EXERCISE BRIEF.
Set down exactly, from the records below, the line with "use web_time::Instant;" through the line with "pub enum ProjectionError", and nothing else.

ENTRIES PROVIDED.
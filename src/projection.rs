use crate::{
    backend::BackendError,
    enums::StackMode,
    image_source::{ImageSource, SourceError, Tile},
    tile_config::TileConfigEntry,
    writer::{self, WriteError},
};

use rayon::{ThreadPool, ThreadPoolBuilder, prelude::*};
use std::{fs, num::NonZeroUsize, path::Path};
use thiserror::Error;
use tracing::{debug, error, info};
use web_time::Instant;

#[derive(Debug, Error)]
pub enum TileJobError {
    #[error(transparent)]
    Source(#[from] SourceError),

    #[error(transparent)]
    Plane(#[from] BackendError),

    #[error(transparent)]
    Write(#[from] WriteError),

    #[error("IO error: {0}")]
    Io(#[from] std::io::Error),
}

#[derive(Debug, Error)]
pub enum ProjectionError {
    #[error("Projection of tile {tile} (series {index}) failed: {source}")]
    Job {
        tile: String,
        index: usize,
        #[source]
        source: TileJobError,
    },

    #[error("Tile group `{0}` has no tiles")]
    EmptyGroup(String),

    #[error("Cannot start projection pool: {0}")]
    Pool(#[from] rayon::ThreadPoolBuildError),
}

/// Computes maximum-intensity projections of a tile group on a bounded pool.
pub struct ProjectionScheduler {
    pool: ThreadPool,
}

impl ProjectionScheduler {
    /// `threads` defaults to the available parallelism of the host.
    pub fn new(threads: Option<usize>) -> Result<Self, ProjectionError> {
        let threads = threads.filter(|&n| n > 0).unwrap_or_else(|| {
            std::thread::available_parallelism()
                .map(NonZeroUsize::get)
                .unwrap_or(1)
        });
        let pool = ThreadPoolBuilder::new()
            .num_threads(threads)
            .thread_name(|i| format!("projection-{i}"))
            .build()?;
        Ok(Self { pool })
    }

    pub fn threads(&self) -> usize {
        self.pool.current_num_threads()
    }

    /// Project every tile of `group` into `scratch_dir`.
    ///
    /// Returns the tile config entries only if every tile succeeded; the
    /// first failure is returned with the failing tile's identity. Files
    /// already written by sibling jobs stay in `scratch_dir`.
    pub fn run(
        &self,
        source: &ImageSource,
        group: &str,
        scratch_dir: &Path,
    ) -> Result<Vec<TileConfigEntry>, ProjectionError> {
        let tiles: Vec<&Tile> = source.tiles_in_group(group).collect();
        if tiles.is_empty() {
            return Err(ProjectionError::EmptyGroup(group.to_string()));
        }

        let start = Instant::now();
        debug!(group, tiles = tiles.len(), threads = self.threads(), "submitting projection jobs");
        let entries = self.pool.install(|| {
            tiles
                .par_iter()
                .map(|tile| {
                    Self::project_tile(source, tile, scratch_dir).map_err(|err| {
                        error!(tile = %tile.projection_filename, error = %err, "projection job failed");
                        ProjectionError::Job {
                            tile: tile.projection_filename.clone(),
                            index: tile.index,
                            source: err,
                        }
                    })
                })
                .collect::<Result<Vec<_>, _>>()
        })?;

        info!(
            group,
            tiles = entries.len(),
            elapsed_ms = start.elapsed().as_millis() as u64,
            "projections done"
        );
        Ok(entries)
    }

    fn project_tile(
        source: &ImageSource,
        tile: &Tile,
        scratch_dir: &Path,
    ) -> Result<TileConfigEntry, TileJobError> {
        debug!(tile = %tile.projection_filename, "max projection started");
        let stack = source.re_open_tile(tile.index, StackMode::Loaded)?;
        let projection = stack.max_projection()?;
        drop(stack);

        // Scratch files from an earlier aborted run are ours to replace.
        let path = scratch_dir.join(&tile.projection_filename);
        if path.exists() {
            fs::remove_file(&path)?;
        }
        writer::write_channel_pages(&path, &projection)?;

        debug!(tile = %tile.projection_filename, "max projection written");
        let (x, y) = tile.stage_position_px;
        Ok(TileConfigEntry::new(tile.projection_filename.clone(), x, y))
    }
}

#[cfg(test)]
mod tests {
    use super::*;
    use crate::{
        calibration::Calibration,
        testing::{read_pages, tile_scan_backend},
    };
    use std::sync::Arc;

    fn open_scan(dir: &Path) -> (Arc<crate::testing::MemoryBackend>, ImageSource) {
        let (backend, path) = tile_scan_backend(dir, "scan.lif");
        let source = ImageSource::open(backend.clone(), &path, false, &Calibration::default()).unwrap();
        (backend, source)
    }

    #[test]
    fn projects_every_tile_of_the_group() {
        let dir = tempfile::tempdir().unwrap();
        let (_, source) = open_scan(dir.path());
        let scratch = dir.path().join(".max_projections");
        fs::create_dir(&scratch).unwrap();

        let scheduler = ProjectionScheduler::new(Some(3)).unwrap();
        assert_eq!(scheduler.threads(), 3);
        let mut entries = scheduler.run(&source, "TileScan1", &scratch).unwrap();
        entries.sort_by(|a, b| a.name.cmp(&b.name));

        let names: Vec<&str> = entries.iter().map(|e| e.name.as_str()).collect();
        assert_eq!(
            names,
            vec!["TileScan1_mp_0.tif", "TileScan1_mp_1.tif", "TileScan1_mp_2.tif", "TileScan1_mp_3.tif"]
        );
        assert!((entries[3].x - 153846.153846).abs() < 1e-5);

        // Deepest plane of series 1 holds z * (index + 1) = 2 in channel 0.
        let pages = read_pages(&scratch.join("TileScan1_mp_1.tif"));
        assert_eq!(pages.len(), 3);
        assert!(pages[0].1.iter().all(|&v| v == 2));
        assert!(!scratch.join("Overview_mp_4.tif").exists());
    }

    #[test]
    fn replaces_stale_scratch_files() {
        let dir = tempfile::tempdir().unwrap();
        let (_, source) = open_scan(dir.path());
        let scratch = dir.path().join(".max_projections");
        fs::create_dir(&scratch).unwrap();
        fs::write(scratch.join("Overview_mp_4.tif"), b"stale").unwrap();

        let scheduler = ProjectionScheduler::new(None).unwrap();
        assert!(scheduler.threads() >= 1);
        scheduler.run(&source, "Overview", &scratch).unwrap();
        assert_eq!(read_pages(&scratch.join("Overview_mp_4.tif")).len(), 1);
    }

    #[test]
    fn one_failing_tile_fails_the_group() {
        let dir = tempfile::tempdir().unwrap();
        let (backend, source) = open_scan(dir.path());
        backend.fail_reads_of("scan.lif", 2);
        let scratch = dir.path().join(".max_projections");
        fs::create_dir(&scratch).unwrap();

        let result = ProjectionScheduler::new(Some(2))
            .unwrap()
            .run(&source, "TileScan1", &scratch);
        match result {
            Err(ProjectionError::Job { tile, index, .. }) => {
                assert_eq!(tile, "TileScan1_mp_2.tif");
                assert_eq!(index, 2);
            }
            other => panic!("expected job failure, got {other:?}"),
        }
        assert!(!scratch.join("TileScan1_mp_2.tif").exists());
    }

    #[test]
    fn empty_group_is_rejected() {
        let dir = tempfile::tempdir().unwrap();
        let (_, source) = open_scan(dir.path());
        let result = ProjectionScheduler::new(Some(1))
            .unwrap()
            .run(&source, "NoSuchScan", dir.path());
        assert!(matches!(result, Err(ProjectionError::EmptyGroup(_))));
    }
}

YOUR SOLUTION.
use web_time::Instant;

#[derive(Debug, Error)]
pub enum TileJobError {
    #[error(transparent)]
    Source(#[from] SourceError),

    #[error(transparent)]
    Plane(#[from] BackendError),

    #[error(transparent)]
    Write(#[from] WriteError),

    #[error("IO error: {0}")]
    Io(#[from] std::io::Error),
}

#[derive(Debug, Error)]
pub enum ProjectionError {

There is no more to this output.